> [THE PROBLEM]: All of the data needs to come back exactly as written.

-- Opening Marker --

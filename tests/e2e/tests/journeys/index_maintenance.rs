//! Journey: keeping an index up to date
//!
//! Re-indexing, removal, persistence across reopen, full-text reconstruction
//! and the indexer's sentinel occurrences, all through the SQLite store.

use std::collections::{BTreeMap, HashMap};

use sift_core::{
    get_results, parse_document, Document, IndexStore, Position, SpellingCorrector,
    MAX_INDEXED_BYTES,
};
use sift_e2e_tests::{FixtureCorpus, TestIndexManager};

#[test]
fn test_reindexing_replaces_the_old_version() {
    let db = TestIndexManager::new_temp();
    let first = db.add_text("mem://a", "old words here", &[("status", "draft")]);
    let second = db.add_text("mem://a", "new words here", &[("status", "final")]);

    assert_ne!(first, second);
    assert_eq!(db.document_count(), 1);
    assert!(get_results("old", &db.index).unwrap().is_empty());
    assert!(get_results("status:draft", &db.index).unwrap().is_empty());
    assert_eq!(get_results("new", &db.index).unwrap(), vec![second]);
    assert_eq!(get_results("status:final", &db.index).unwrap(), vec![second]);
}

#[test]
fn test_removal_clears_every_lookup() {
    let db = TestIndexManager::new_temp();
    db.seed(&FixtureCorpus::library());
    let fox = db.id_of("mem://fox");

    assert!(db.index.remove_document("mem://fox").unwrap());
    assert!(!db.index.remove_document("mem://fox").unwrap());

    assert_eq!(db.document_count(), 6);
    assert!(!get_results("jumps", &db.index).unwrap().contains(&fox));
    assert!(!get_results("author:aesop", &db.index).unwrap().contains(&fox));
    assert_eq!(db.index.frequency(&fox, "fox").unwrap(), 0);
    assert!(db.index.get_term_locations("fox", &fox).unwrap().is_empty());
    assert_eq!(db.index.reconstruct_document(&fox).unwrap(), "");

    // corpus totals drop with it
    assert_eq!(db.index.total_frequency("jumps").unwrap(), 0);
}

#[test]
fn test_index_survives_reopen() {
    let mut db = TestIndexManager::new_temp();
    db.seed(&FixtureCorpus::library());
    let before = db.uris(&get_results("quick -lazy", &db.index).unwrap());

    db.reopen();

    assert_eq!(db.document_count(), 7);
    let after = db.uris(&get_results("quick -lazy", &db.index).unwrap());
    assert_eq!(before, after);
    assert_eq!(after, vec!["mem://speed"]);
}

#[test]
fn test_reconstruction_reproduces_normalized_text() {
    let db = TestIndexManager::new_temp();
    let corpus = FixtureCorpus::library();
    let ids = db.seed(&corpus);

    for (fixture, id) in corpus.fixtures.iter().zip(ids) {
        let text = db.index.reconstruct_document(&id).unwrap();
        assert_eq!(parse_document(&text), parse_document(&fixture.text), "{}", fixture.uri);
    }

    let fox = db.id_of("mem://fox");
    assert_eq!(
        db.index.reconstruct_partial_document(&fox, 1, 3).unwrap(),
        "quick brown fox"
    );
    assert_eq!(db.index.reconstruct_partial_document(&fox, 3, 1).unwrap(), "");
}

#[test]
fn test_metadata_round_trip() {
    let db = TestIndexManager::new_temp();
    db.seed(&FixtureCorpus::library());
    let speed = db.id_of("mem://speed");

    let metadata = db.index.find_metadata_for_document(&speed).unwrap();
    assert_eq!(metadata.get("author").map(String::as_str), Some("john_smith"));
    assert_eq!(metadata.get("media").map(String::as_str), Some("text"));

    let record = db.index.get_document(speed).unwrap().unwrap();
    assert_eq!(record.uri, "mem://speed");
    assert_eq!(record.metadata, metadata);
}

struct Misspellings;

impl SpellingCorrector for Misspellings {
    fn correct(&self, term: &str, _doc_terms: &HashMap<String, usize>) -> Option<String> {
        match term {
            "recieve" => Some("receive".to_string()),
            "teh" => Some("the".to_string()),
            _ => None,
        }
    }
}

#[test]
fn test_spelling_variants_are_findable_but_not_positional() {
    let db = TestIndexManager::new_temp();
    let doc = Document::index(
        "mem://typos",
        "please recieve teh parcel",
        &BTreeMap::new(),
        Some(&Misspellings),
    );
    let id = db.index.add_document(&doc).unwrap();

    assert_eq!(get_results("receive", &db.index).unwrap(), vec![id]);
    assert_eq!(get_results("recieve", &db.index).unwrap(), vec![id]);
    assert_eq!(
        db.index.get_term_locations("receive", &id).unwrap(),
        vec![Position::SpellingVariant]
    );

    // the correction never stands in for the literal word
    assert!(get_results("\"please receive\"", &db.index).unwrap().is_empty());
    assert_eq!(get_results("\"please recieve\"", &db.index).unwrap(), vec![id]);
    assert_eq!(
        db.index.reconstruct_document(&id).unwrap(),
        "please recieve teh parcel"
    );
}

#[test]
fn test_oversized_documents_are_truncated() {
    let db = TestIndexManager::new_temp();
    let mut text = "pad ".repeat(MAX_INDEXED_BYTES / 4);
    text.push_str("beyondthelimit");
    db.add_text("mem://big", &text, &[]);

    assert_eq!(get_results("pad", &db.index).unwrap().len(), 1);
    assert!(get_results("beyondthelimit", &db.index).unwrap().is_empty());
}

#[test]
fn test_stats_track_the_corpus() {
    let db = TestIndexManager::new_temp();
    assert_eq!(db.index.stats().unwrap().documents, 0);

    db.seed(&FixtureCorpus::library());
    let stats = db.index.stats().unwrap();
    assert_eq!(stats.documents, 7);
    assert!(stats.terms > 0);
    assert!(stats.postings >= stats.terms);
    assert!(stats.locations >= stats.postings);
    assert!(stats.metadata_pairs > 0);
}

-- Closing Marker --

> [RESULT OF THE EXERCISE]:
filename tests/e2e/tests/journeys/index_maintenance.rs
//! Journey: keeping an index up to date
//!
//! Re-indexing, removal, persistence across reopen, full-text reconstruction
//! and the indexer's sentinel occurrences, all through the SQLite store.

use std::collections::{BTreeMap, HashMap};

use sift_core::{
    get_results, parse_document, Document, IndexStore, Position, SpellingCorrector,
    MAX_INDEXED_BYTES,
};
use sift_e2e_tests::{FixtureCorpus, TestIndexManager};

#[test]
fn test_reindexing_replaces_the_old_version() {
    let db = TestIndexManager::new_temp();
    let first = db.add_text("mem://a", "old words here", &[("status", "draft")]);
    let second = db.add_text("mem://a", "new words here", &[("status", "final")]);

    assert_ne!(first, second);
    assert_eq!(db.document_count(), 1);
    assert!(get_results("old", &db.index).unwrap().is_empty());
    assert!(get_results("status:draft", &db.index).unwrap().is_empty());
    assert_eq!(get_results("new", &db.index).unwrap(), vec![second]);
    assert_eq!(get_results("status:final", &db.index).unwrap(), vec![second]);
}

#[test]
fn test_removal_clears_every_lookup() {
    let db = TestIndexManager::new_temp();
    db.seed(&FixtureCorpus::library());
    let fox = db.id_of("mem://fox");

    assert!(db.index.remove_document("mem://fox").unwrap());
    assert!(!db.index.remove_document("mem://fox").unwrap());

    assert_eq!(db.document_count(), 6);
    assert!(!get_results("jumps", &db.index).unwrap().contains(&fox));
    assert!(!get_results("author:aesop", &db.index).unwrap().contains(&fox));
    assert_eq!(db.index.frequency(&fox, "fox").unwrap(), 0);
    assert!(db.index.get_term_locations("fox", &fox).unwrap().is_empty());
    assert_eq!(db.index.reconstruct_document(&fox).unwrap(), "");

    // corpus totals drop with it
    assert_eq!(db.index.total_frequency("jumps").unwrap(), 0);
}

#[test]
fn test_index_survives_reopen() {
    let mut db = TestIndexManager::new_temp();
    db.seed(&FixtureCorpus::library());
    let before = db.uris(&get_results("quick -lazy", &db.index).unwrap());

    db.reopen();

    assert_eq!(db.document_count(), 7);
    let after = db.uris(&get_results("quick -lazy", &db.index).unwrap());
    assert_eq!(before, after);
    assert_eq!(after, vec!["mem://speed"]);
}

#[test]
fn test_reconstruction_reproduces_normalized_text() {
    let db = TestIndexManager::new_temp();
    let corpus = FixtureCorpus::library();
    let ids = db.seed(&corpus);

    for (fixture, id) in corpus.fixtures.iter().zip(ids) {
        let text = db.index.reconstruct_document(&id).unwrap();
        assert_eq!(parse_document(&text), parse_document(&fixture.text), "{}", fixture.uri);
    }

    let fox = db.id_of("mem://fox");
    assert_eq!(
        db.index.reconstruct_partial_document(&fox, 1, 3).unwrap(),
        "quick brown fox"
    );
    assert_eq!(db.index.reconstruct_partial_document(&fox, 3, 1).unwrap(), "");
}

#[test]
fn test_metadata_round_trip() {
    let db = TestIndexManager::new_temp();
    db.seed(&FixtureCorpus::library());
    let speed = db.id_of("mem://speed");

    let metadata = db.index.find_metadata_for_document(&speed).unwrap();
    assert_eq!(metadata.get("author").map(String::as_str), Some("john_smith"));
    assert_eq!(metadata.get("media").map(String::as_str), Some("text"));

    let record = db.index.get_document(speed).unwrap().unwrap();
    assert_eq!(record.uri, "mem://speed");
    assert_eq!(record.metadata, metadata);
}

struct Misspellings;

impl SpellingCorrector for Misspellings {
    fn correct(&self, term: &str, _doc_terms: &HashMap<String, usize>) -> Option<String> {
        match term {
            "recieve" => Some("receive".to_string()),
            "teh" => Some("the".to_string()),
            _ => None,
        }
    }
}

#[test]
fn test_spelling_variants_are_findable_but_not_positional() {
    let db = TestIndexManager::new_temp();
    let doc = Document::index(
        "mem://typos",
        "please recieve teh parcel",
        &BTreeMap::new(),
        Some(&Misspellings),
    );
    let id = db.index.add_document(&doc).unwrap();

    assert_eq!(get_results("receive", &db.index).unwrap(), vec![id]);
    assert_eq!(get_results("recieve", &db.index).unwrap(), vec![id]);
    assert_eq!(
        db.index.get_term_locations("receive", &id).unwrap(),
        vec![Position::SpellingVariant]
    );

    // the correction never stands in for the literal word
    assert!(get_results("\"please receive\"", &db.index).unwrap().is_empty());
    assert_eq!(get_results("\"please recieve\"", &db.index).unwrap(), vec![id]);
    assert_eq!(
        db.index.reconstruct_document(&id).unwrap(),
        "please recieve teh parcel"
    );
}

#[test]
fn test_oversized_documents_are_truncated() {
    let db = TestIndexManager::new_temp();
    let mut text = "pad ".repeat(MAX_INDEXED_BYTES / 4);
    text.push_str("beyondthelimit");
    db.add_text("mem://big", &text, &[]);

    assert_eq!(get_results("pad", &db.index).unwrap().len(), 1);
    assert!(get_results("beyondthelimit", &db.index).unwrap().is_empty());
}

#[test]
fn test_stats_track_the_corpus() {
    let db = TestIndexManager::new_temp();
    assert_eq!(db.index.stats().unwrap().documents, 0);

    db.seed(&FixtureCorpus::library());
    let stats = db.index.stats().unwrap();
    assert_eq!(stats.documents, 7);
    assert!(stats.terms > 0);
    assert!(stats.postings >= stats.terms);
    assert!(stats.locations >= stats.postings);
    assert!(stats.metadata_pairs > 0);
}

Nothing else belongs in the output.